Aim of the exercise – Across the records below, how many lines include the string "crate"? State the number and nothing more.

↓

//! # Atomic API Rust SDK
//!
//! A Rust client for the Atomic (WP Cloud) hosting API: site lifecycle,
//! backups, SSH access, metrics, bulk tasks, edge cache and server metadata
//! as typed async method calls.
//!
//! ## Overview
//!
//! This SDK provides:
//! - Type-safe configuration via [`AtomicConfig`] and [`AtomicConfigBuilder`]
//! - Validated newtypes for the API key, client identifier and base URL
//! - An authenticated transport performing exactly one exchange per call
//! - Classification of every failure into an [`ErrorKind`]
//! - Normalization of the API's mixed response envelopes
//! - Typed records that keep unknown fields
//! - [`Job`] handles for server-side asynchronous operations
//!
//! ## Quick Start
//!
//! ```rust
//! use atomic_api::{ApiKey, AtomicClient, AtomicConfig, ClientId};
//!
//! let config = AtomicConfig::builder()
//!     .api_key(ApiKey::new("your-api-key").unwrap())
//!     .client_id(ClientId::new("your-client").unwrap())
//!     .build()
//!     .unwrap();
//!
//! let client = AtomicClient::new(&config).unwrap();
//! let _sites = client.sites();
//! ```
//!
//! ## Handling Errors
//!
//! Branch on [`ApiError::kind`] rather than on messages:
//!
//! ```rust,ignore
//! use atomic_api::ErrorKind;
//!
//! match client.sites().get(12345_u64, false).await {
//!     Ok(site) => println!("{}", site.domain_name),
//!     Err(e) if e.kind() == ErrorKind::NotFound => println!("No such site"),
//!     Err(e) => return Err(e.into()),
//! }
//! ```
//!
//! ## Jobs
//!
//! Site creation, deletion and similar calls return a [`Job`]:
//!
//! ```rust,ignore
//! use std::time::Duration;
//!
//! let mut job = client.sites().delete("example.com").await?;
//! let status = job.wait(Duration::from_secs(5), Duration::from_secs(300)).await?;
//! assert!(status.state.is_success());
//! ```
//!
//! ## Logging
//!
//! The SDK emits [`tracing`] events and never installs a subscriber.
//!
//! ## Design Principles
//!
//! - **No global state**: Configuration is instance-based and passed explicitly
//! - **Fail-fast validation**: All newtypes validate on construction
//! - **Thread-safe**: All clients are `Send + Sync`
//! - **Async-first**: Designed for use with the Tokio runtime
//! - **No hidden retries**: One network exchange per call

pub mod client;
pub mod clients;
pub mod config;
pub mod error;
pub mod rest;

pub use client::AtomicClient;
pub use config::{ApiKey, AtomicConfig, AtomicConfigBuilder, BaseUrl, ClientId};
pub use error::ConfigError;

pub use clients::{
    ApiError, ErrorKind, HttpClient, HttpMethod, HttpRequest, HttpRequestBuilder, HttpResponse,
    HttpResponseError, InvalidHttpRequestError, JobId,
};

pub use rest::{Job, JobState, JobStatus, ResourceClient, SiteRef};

↑
↓

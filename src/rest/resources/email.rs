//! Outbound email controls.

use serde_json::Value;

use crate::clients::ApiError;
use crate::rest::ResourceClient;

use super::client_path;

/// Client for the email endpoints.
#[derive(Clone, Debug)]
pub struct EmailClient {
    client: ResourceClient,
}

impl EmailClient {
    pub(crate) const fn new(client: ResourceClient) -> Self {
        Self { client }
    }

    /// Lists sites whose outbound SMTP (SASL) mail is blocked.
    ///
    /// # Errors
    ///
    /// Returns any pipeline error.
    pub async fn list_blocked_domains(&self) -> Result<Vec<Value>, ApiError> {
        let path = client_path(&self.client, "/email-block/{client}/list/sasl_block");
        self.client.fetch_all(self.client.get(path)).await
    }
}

↑

Solution – 3